What you need to do: Output, please, exactly those lines of the listing that come before the line with "use crate::models::Limits;", along with that line itself.

Records supplied:
----------

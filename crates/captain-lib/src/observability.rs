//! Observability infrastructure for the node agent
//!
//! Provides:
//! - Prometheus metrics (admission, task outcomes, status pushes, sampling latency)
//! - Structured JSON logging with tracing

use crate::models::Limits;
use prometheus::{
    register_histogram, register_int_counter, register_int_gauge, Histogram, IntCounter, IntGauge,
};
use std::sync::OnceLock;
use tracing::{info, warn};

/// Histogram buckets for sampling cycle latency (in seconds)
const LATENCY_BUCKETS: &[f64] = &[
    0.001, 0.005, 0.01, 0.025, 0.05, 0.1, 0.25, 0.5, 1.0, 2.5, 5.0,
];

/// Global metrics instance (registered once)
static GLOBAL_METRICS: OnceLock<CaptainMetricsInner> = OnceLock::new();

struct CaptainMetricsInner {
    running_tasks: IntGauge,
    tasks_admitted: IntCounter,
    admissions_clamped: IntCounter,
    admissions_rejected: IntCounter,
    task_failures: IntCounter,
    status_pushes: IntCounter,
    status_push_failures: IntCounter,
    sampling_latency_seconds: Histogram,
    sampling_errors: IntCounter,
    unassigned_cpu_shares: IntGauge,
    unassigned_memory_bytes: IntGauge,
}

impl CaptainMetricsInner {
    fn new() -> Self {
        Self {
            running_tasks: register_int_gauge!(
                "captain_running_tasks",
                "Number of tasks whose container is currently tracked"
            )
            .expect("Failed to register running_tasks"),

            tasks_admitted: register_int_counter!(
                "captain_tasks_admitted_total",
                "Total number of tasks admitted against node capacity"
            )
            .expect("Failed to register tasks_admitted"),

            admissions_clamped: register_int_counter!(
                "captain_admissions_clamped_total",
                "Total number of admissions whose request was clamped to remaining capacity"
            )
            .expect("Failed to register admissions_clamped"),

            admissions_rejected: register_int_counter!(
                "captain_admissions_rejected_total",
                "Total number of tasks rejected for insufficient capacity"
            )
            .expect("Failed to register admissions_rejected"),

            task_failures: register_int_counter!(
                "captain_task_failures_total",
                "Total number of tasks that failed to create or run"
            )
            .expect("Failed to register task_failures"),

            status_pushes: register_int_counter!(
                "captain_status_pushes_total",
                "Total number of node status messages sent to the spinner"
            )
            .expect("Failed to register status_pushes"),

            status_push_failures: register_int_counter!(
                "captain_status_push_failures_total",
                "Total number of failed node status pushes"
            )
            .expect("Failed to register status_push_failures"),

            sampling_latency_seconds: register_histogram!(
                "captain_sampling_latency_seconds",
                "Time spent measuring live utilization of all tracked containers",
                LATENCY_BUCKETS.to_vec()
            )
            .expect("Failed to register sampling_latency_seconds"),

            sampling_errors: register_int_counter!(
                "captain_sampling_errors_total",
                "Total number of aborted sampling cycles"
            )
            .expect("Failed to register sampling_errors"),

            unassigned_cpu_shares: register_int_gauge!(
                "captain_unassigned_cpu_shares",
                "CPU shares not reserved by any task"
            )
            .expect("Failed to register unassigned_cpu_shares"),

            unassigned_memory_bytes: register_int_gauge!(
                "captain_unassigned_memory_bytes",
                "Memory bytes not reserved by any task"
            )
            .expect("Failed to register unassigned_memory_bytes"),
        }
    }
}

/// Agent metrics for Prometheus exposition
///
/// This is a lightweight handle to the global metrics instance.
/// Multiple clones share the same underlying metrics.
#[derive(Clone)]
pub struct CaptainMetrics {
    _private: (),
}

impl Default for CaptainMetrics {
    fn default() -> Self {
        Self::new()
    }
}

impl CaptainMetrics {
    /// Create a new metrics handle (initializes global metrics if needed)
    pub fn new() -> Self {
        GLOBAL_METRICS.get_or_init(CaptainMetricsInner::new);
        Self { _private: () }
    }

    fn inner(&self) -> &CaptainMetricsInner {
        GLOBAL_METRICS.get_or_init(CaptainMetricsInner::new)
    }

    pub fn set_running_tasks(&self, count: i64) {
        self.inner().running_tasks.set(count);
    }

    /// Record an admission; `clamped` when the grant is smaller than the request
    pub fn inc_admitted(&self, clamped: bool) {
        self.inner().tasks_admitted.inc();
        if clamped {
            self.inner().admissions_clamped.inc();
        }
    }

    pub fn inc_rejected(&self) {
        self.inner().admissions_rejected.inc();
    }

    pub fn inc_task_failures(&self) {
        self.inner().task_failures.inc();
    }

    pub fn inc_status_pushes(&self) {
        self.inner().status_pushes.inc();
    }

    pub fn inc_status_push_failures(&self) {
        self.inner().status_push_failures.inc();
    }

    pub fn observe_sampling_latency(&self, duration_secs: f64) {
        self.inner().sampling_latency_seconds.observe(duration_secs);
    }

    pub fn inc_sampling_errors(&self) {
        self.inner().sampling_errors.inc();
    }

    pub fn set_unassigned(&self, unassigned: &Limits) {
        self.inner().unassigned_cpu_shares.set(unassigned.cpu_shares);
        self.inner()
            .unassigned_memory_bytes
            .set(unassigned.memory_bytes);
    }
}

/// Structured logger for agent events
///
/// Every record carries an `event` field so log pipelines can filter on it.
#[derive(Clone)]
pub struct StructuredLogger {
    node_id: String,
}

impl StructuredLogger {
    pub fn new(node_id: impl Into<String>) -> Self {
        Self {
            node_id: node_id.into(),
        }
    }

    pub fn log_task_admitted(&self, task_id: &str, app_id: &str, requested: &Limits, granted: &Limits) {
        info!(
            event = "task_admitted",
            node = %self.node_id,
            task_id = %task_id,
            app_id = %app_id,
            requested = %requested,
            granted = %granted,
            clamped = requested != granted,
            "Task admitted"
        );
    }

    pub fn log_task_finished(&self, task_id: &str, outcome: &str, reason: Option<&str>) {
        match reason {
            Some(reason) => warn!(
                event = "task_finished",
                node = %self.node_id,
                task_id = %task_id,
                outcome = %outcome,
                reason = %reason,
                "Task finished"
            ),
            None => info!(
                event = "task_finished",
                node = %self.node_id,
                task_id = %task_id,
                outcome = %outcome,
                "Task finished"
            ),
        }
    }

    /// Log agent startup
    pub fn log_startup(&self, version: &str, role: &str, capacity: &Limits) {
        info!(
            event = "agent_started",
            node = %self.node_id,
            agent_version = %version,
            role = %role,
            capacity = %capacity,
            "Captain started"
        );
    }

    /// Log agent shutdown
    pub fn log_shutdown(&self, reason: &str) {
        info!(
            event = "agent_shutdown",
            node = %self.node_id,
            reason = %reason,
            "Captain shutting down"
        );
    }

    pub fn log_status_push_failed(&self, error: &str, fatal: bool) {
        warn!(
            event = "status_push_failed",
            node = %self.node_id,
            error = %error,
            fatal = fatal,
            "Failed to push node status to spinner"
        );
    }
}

----------

Answer to this task:
filename crates/captain-lib/src/observability.rs
//! Observability infrastructure for the node agent
//!
//! Provides:
//! - Prometheus metrics (admission, task outcomes, status pushes, sampling latency)
//! - Structured JSON logging with tracing

use crate::models::Limits;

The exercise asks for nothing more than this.